**Directions:**
Scan the records that follow, and whenever a line has the word "task", copy it.

**Data:**
__________

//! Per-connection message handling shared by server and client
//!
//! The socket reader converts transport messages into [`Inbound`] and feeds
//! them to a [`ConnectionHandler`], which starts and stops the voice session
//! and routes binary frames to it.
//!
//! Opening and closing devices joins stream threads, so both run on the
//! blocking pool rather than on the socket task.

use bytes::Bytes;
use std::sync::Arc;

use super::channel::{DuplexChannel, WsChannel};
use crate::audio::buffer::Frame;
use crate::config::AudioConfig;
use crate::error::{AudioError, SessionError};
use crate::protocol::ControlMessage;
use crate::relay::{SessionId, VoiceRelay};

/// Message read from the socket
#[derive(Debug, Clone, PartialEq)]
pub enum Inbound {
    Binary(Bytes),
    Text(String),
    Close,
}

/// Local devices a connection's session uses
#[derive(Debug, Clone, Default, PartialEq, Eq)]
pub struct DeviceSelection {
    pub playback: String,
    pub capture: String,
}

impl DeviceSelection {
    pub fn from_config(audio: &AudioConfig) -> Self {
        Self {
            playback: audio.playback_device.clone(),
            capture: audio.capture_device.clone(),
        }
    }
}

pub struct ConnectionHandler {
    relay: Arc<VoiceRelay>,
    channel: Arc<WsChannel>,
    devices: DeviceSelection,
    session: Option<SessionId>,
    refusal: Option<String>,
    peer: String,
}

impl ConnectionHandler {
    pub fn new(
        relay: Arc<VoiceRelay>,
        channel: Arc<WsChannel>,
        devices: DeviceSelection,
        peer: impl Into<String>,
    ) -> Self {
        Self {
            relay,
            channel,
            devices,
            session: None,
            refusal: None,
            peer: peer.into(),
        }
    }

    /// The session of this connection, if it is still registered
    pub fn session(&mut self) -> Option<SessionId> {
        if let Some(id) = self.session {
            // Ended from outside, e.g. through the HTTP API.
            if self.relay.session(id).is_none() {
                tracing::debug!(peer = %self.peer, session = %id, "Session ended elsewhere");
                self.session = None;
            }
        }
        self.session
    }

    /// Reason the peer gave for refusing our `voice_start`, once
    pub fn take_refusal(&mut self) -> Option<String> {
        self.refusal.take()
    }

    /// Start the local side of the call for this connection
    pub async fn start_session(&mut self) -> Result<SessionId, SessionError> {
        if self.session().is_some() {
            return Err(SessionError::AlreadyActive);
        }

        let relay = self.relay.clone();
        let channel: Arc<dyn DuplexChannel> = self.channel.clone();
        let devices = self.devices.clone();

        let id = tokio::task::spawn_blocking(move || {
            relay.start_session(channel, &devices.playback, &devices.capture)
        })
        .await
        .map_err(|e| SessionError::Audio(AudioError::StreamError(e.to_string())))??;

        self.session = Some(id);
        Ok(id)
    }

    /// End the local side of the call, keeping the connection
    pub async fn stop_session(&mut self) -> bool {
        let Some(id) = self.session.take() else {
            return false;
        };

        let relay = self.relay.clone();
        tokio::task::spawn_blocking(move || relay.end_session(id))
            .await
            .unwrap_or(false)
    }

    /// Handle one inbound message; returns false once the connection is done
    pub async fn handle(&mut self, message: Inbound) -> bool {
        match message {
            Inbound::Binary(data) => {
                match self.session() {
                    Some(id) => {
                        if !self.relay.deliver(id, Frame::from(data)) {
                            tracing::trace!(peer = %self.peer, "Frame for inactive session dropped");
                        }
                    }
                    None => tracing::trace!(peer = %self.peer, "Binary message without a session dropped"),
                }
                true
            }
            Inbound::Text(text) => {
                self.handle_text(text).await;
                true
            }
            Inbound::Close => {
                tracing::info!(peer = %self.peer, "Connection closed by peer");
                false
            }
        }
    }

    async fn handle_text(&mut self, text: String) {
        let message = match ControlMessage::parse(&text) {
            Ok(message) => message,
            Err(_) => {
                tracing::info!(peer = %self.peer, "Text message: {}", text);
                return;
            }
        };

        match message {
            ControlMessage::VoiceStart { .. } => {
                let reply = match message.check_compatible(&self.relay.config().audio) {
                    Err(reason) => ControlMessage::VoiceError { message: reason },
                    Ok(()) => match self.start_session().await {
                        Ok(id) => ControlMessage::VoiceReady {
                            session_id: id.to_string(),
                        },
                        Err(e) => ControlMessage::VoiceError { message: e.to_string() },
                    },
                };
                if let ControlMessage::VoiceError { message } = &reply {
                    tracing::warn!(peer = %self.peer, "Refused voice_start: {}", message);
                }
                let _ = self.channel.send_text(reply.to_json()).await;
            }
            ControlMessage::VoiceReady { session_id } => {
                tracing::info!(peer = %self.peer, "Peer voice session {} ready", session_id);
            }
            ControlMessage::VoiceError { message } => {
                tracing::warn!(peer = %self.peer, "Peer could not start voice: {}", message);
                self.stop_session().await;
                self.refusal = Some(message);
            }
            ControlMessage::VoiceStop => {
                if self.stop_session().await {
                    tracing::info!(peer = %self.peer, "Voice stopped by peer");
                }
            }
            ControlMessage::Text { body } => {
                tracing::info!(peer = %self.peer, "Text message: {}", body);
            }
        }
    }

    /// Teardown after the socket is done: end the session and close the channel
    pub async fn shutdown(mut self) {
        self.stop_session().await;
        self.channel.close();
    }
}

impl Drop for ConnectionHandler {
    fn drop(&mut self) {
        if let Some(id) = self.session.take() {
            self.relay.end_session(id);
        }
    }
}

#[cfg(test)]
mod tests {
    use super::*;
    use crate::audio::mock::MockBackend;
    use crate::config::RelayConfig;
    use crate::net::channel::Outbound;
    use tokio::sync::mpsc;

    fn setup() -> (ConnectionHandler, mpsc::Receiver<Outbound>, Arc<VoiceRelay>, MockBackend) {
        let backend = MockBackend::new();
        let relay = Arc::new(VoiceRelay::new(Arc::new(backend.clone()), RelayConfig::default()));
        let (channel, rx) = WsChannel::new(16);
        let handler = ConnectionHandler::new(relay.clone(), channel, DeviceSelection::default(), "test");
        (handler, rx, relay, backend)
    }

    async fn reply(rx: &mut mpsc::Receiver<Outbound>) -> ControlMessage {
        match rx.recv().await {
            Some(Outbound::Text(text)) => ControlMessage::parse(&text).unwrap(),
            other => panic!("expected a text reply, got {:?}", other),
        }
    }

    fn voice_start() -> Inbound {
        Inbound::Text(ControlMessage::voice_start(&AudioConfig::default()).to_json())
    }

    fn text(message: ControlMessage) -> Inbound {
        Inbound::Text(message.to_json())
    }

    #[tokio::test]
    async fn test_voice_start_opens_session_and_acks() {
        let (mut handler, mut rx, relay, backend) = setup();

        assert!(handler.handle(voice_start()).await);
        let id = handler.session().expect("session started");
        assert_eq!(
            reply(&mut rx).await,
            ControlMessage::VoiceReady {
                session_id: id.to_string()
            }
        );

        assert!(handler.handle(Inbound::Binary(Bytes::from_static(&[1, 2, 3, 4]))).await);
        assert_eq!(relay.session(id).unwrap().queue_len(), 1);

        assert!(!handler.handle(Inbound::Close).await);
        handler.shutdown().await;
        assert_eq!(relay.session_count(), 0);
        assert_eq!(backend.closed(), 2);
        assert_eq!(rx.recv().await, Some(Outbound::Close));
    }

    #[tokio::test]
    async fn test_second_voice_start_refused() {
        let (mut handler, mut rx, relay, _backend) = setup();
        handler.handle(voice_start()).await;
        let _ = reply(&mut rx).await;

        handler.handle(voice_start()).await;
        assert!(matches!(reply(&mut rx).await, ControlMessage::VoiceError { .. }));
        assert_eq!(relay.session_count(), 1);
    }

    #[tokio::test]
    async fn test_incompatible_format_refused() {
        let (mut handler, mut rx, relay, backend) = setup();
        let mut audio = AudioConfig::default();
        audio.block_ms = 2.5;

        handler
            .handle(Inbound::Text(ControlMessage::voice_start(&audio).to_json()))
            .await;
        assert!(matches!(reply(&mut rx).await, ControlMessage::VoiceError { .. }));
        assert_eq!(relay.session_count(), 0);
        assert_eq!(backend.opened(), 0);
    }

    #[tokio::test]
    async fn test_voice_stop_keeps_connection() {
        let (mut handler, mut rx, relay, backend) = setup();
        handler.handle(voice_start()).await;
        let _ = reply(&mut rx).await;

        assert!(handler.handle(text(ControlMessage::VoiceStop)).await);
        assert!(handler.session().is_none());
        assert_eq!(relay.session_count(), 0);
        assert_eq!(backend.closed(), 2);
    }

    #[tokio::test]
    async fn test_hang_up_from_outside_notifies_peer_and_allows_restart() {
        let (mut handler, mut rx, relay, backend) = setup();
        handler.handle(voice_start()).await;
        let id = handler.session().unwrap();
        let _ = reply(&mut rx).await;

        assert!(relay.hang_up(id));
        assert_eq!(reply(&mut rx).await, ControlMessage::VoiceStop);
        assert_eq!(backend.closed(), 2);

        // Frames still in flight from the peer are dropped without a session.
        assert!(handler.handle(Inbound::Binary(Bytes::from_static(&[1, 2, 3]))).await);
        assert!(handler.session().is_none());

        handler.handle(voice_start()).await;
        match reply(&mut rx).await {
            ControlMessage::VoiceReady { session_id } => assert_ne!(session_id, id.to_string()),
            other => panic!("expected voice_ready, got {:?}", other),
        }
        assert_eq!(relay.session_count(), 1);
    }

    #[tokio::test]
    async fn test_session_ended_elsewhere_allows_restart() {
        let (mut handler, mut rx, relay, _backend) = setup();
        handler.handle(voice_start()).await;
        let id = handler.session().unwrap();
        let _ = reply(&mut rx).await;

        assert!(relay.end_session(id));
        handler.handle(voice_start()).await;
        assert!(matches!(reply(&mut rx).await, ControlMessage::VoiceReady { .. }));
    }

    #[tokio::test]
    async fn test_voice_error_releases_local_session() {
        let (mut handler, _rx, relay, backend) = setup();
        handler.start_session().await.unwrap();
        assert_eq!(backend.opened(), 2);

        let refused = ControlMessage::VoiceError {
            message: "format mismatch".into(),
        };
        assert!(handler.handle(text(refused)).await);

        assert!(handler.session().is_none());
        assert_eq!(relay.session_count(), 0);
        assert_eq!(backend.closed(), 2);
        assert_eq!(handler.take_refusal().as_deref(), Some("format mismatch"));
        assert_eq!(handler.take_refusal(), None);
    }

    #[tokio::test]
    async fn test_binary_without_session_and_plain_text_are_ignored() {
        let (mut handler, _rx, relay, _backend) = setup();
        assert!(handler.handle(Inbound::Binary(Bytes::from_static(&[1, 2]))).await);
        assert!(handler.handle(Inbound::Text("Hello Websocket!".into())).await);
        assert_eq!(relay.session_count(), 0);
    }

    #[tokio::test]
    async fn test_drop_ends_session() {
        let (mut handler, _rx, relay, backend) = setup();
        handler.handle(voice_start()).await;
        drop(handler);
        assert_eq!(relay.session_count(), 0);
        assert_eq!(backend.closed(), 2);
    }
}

__________

**Solution for this exercise:**
//! blocking pool rather than on the socket task.
        let id = tokio::task::spawn_blocking(move || {
        tokio::task::spawn_blocking(move || relay.end_session(id))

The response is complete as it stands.